El caso es que, décadas más tarde, el autor de Plataforma (2001) sigue siendo ese ícono malportado cuya literatura marca el pulso de la época, como han de tener claro incluso quienes consideran el prolongado “fenómeno Houellebecq” como el triunfo marketero del “sordidismo”. Sin perder público lector, más bien lo contrario, y sin dejar de seducir u obnubilar, según el caso, a buena parte de la crítica, sigue siendo tema.

Provisto desde 2010 de la bendición del establishment vía premio Goncourt (por El mapa y el territorio), se ha dado tiempo para ser actor de cine (haciendo jocosamente de sí mismo en El rapto de Michel Houellebecq, de Guillaume Nicloux), para recitar su propia poesía en concurridos espacios junto a jóvenes standuperos y para sacar un libro de correspondencia con Bernard-Henri Lévy. Y hasta inspiró físicamente a un personaje clave de Astérix tras las huellas del grifo (2021).

A todo lo anterior cabe agregar su aparición en Yoga, el hit autoliterario donde Emmanuel Carrère aparece admitiendo, para propósitos meditativos, sus celos por el autor de Sumisión (2015), el libro que imaginaba una Francia 2022 con el líder de la Fraternidad Musulmana como Presidente.

Y faltaba todavía. Contra la sonora opinión de sus detractores (una tribuna del escritor Jean-Philippe Domecq fustigó en Le Monde la “ideología nauseabunda” de sus novelas), Houellebecq recibió en abril de 2019 la Legión de Honor, la máxima condecoración francesa, en una ceremonia en la que fue el único condecorado, siendo lo habitual las condecoraciones colectivas.

En la ocasión comparecieron el escritor Frédéric Beigbeder, el filósofo Alain Finkielkraut, el expresidente Nicolas Sarkozy y un grupo de “neorreaccionarios chic con talento para combinar el dandismo con el chaleco amarillo”, según la descripción del corresponsal de El País. Y fue tarea de Emmanuel Macron colgar la medalla, no sin antes discurrir acerca de los méritos literarios del homenajeado (“usted reinventó la novela francesa”), de disculparlo a nombre de la República por ser “un romántico perdido en un mundo materialista” y hasta de definirse en oposición al autor:

“Usted es visceralmente antieuropeo, yo soy el más europeo de los presidentes franceses. Le acusan de ser reaccionario, misógino, islamófobo, mientras yo lucho por el progresismo, los derechos de las mujeres y el rechazo a las discriminaciones”.

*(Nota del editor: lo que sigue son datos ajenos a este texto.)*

#![deny(missing_docs)]

//! Building blocks for a fixed-arena allocator and a lock-coupled list.
//!
//! memlist-core contains:
//! -   A platform trait, used to obtain the single raw arena to be carved up.
//! -   An `Allocator` serving first-fit, splitting and coalescing allocations out of that arena.
//! -   A `ConcurrentList` whose nodes live in the arena, protected by per-node locks and traversed hand-over-hand.

mod api;
mod internals;
mod utils;

pub use api::*;
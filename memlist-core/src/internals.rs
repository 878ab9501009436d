//! The internals of memlist-core.
//!
//! The internals provide all the heavy-lifting.

pub(crate) mod arena;
pub(crate) mod free_list;
pub(crate) mod node;
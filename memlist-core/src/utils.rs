//! Small helpers shared by the allocator and the list.

use core::ptr::NonNull;

mod power_of_2;

pub use power_of_2::PowerOf2;

/// Returns whether `pointer` lies on an `alignment` boundary.
pub(crate) fn is_aligned_on<T>(pointer: NonNull<T>, alignment: PowerOf2) -> bool {
    (pointer.as_ptr() as usize) % alignment == 0
}

// mod tests
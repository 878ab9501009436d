//! Errors reported by the Allocator and the ConcurrentList.
//!
//! Every error maps onto a small taxonomy, `ErrorKind`, which tells the caller how to react:
//!
//! -   `BackingStoreExhausted`: the arena could not be obtained; fatal for a process relying on it.
//! -   `AllocationExhausted`: no block large enough; recoverable.
//! -   `InvalidArgument`: the call was rejected without any side-effect.
//! -   `NotFound`: a lookup missed; informational.
//! -   `ContractViolation`: the caller broke a precondition, detected before any state was touched.

use thiserror::Error;

use super::Allocation;

/// The category of an error.
#[derive(Clone, Copy, Debug, Eq, Hash, PartialEq)]
pub enum ErrorKind {
    /// The backing store could not provide the arena.
    BackingStoreExhausted,
    /// The arena cannot satisfy the request.
    AllocationExhausted,
    /// An argument was rejected.
    InvalidArgument,
    /// A lookup found nothing.
    NotFound,
    /// A precondition of the API was violated.
    ContractViolation,
}

/// Errors of the Allocator.
#[derive(Clone, Copy, Debug, Eq, Error, Hash, PartialEq)]
pub enum AllocError {
    /// The platform could not provide an arena of `capacity` bytes.
    #[error("backing store cannot provide an arena of {capacity} bytes")]
    BackingStoreExhausted {
        /// Requested capacity.
        capacity: usize,
    },
    /// The requested capacity cannot hold a single block.
    #[error("capacity {capacity} is below the minimum of {minimum} bytes")]
    InvalidCapacity {
        /// Requested capacity.
        capacity: usize,
        /// Minimum capacity for the configuration.
        minimum: usize,
    },
    /// Zero-sized allocations are not served.
    #[error("zero-sized allocation")]
    ZeroSize,
    /// The request exceeds the capacity of the arena.
    #[error("request of {requested} bytes exceeds the arena capacity of {capacity} bytes")]
    TooLarge {
        /// Requested size.
        requested: usize,
        /// Capacity of the arena.
        capacity: usize,
    },
    /// No free block is large enough.
    #[error("no free block can hold {requested} bytes")]
    Exhausted {
        /// Requested size.
        requested: usize,
    },
    /// The allocator already manages an arena.
    #[error("allocator is already initialized")]
    AlreadyInitialized,
    /// The allocator manages no arena: it was never initialized, or was deinitialized.
    #[error("allocator is not initialized")]
    Uninitialized,
    /// The address does not designate the start of a block of this arena.
    #[error("address {address:#x} was not handed out by this allocator")]
    ForeignPointer {
        /// Offending address.
        address: usize,
    },
    /// The address designates a block which is already free.
    #[error("block at {address:#x} is already free")]
    DoubleFree {
        /// Offending address.
        address: usize,
    },
}

impl AllocError {
    /// Returns the category of the error.
    pub fn kind(&self) -> ErrorKind {
        match self {
            AllocError::BackingStoreExhausted { .. } => ErrorKind::BackingStoreExhausted,
            AllocError::TooLarge { .. } | AllocError::Exhausted { .. } => ErrorKind::AllocationExhausted,
            AllocError::ZeroSize | AllocError::InvalidCapacity { .. } => ErrorKind::InvalidArgument,
            AllocError::AlreadyInitialized
                | AllocError::Uninitialized
                | AllocError::ForeignPointer { .. }
                | AllocError::DoubleFree { .. } => ErrorKind::ContractViolation,
        }
    }
}

/// Error of `Allocator::resize`.
///
/// Unless the block was being released, the original allocation is handed back intact and remains valid.
#[derive(Debug, Error)]
#[error("resize failed: {error}")]
pub struct ResizeError<'a> {
    #[source]
    error: AllocError,
    allocation: Option<Allocation<'a>>,
}

impl<'a> ResizeError<'a> {
    pub(crate) fn new(error: AllocError, allocation: Option<Allocation<'a>>) -> Self { Self { error, allocation } }

    /// Returns the underlying error.
    pub fn error(&self) -> AllocError { self.error }

    /// Returns the category of the underlying error.
    pub fn kind(&self) -> ErrorKind { self.error.kind() }

    /// Recovers the original allocation, if any.
    pub fn into_allocation(self) -> Option<Allocation<'a>> { self.allocation }
}

/// Errors of the ConcurrentList.
#[derive(Clone, Copy, Debug, Eq, Error, PartialEq)]
pub enum ListError {
    /// A required node reference was missing.
    #[error("invalid argument: {0}")]
    InvalidArgument(&'static str),
    /// No node matched.
    #[error("node not found")]
    NotFound,
    /// The allocator could not provide storage for a new node.
    #[error("node allocation failed: {0}")]
    AllocationExhausted(#[from] AllocError),
}

impl ListError {
    /// Returns the category of the error.
    pub fn kind(&self) -> ErrorKind {
        match self {
            ListError::InvalidArgument(_) => ErrorKind::InvalidArgument,
            ListError::NotFound => ErrorKind::NotFound,
            ListError::AllocationExhausted(_) => ErrorKind::AllocationExhausted,
        }
    }
}

// mod tests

Hasta que llegó el 7 de enero de 2022, la esperada fecha de aparición de su octava novela. Hito incontestado de la rentrée invernal francesa, Anéantir golpeó la mesa con 300 mil ejemplares en su lengua de origen (en la que figura digitalmente pirateado desde el 21 de diciembre), sin que esté aún clara la traducción castellana del propio título de la obra: de momento, Anagrama sólo ha confirmado lanzamiento para agosto próximo.

Podría llamarse Aniquilar, y algunos apuestan por Destruir, aunque ninguna de las dos transmite propiamente la idea original de anéantir: hacer que, ahí donde había algo, ahora no haya nada (néant). Acaso un gesto poético de Houellebecq, quien siguió muy de cerca la publicación del más extenso de sus libros: se ha informado que llevó a una de sus reuniones con la editorial Flammarion un ejemplar del Álbum blanco, de The Beatles, para inspirar el minimalismo de este volumen de 734 páginas (incluido un par de páginas finales con agradecimientos a quienes colaboraron en la investigación, sobre todo profesionales de la salud). Pidió también un gramaje especial de la hojas, para que duren blancas por más tiempo, así como tipografía Garamond para el texto, según reportó el diario Libération, de modo de “garantizar la comodidad de la lectura”. Todo por 26 euros.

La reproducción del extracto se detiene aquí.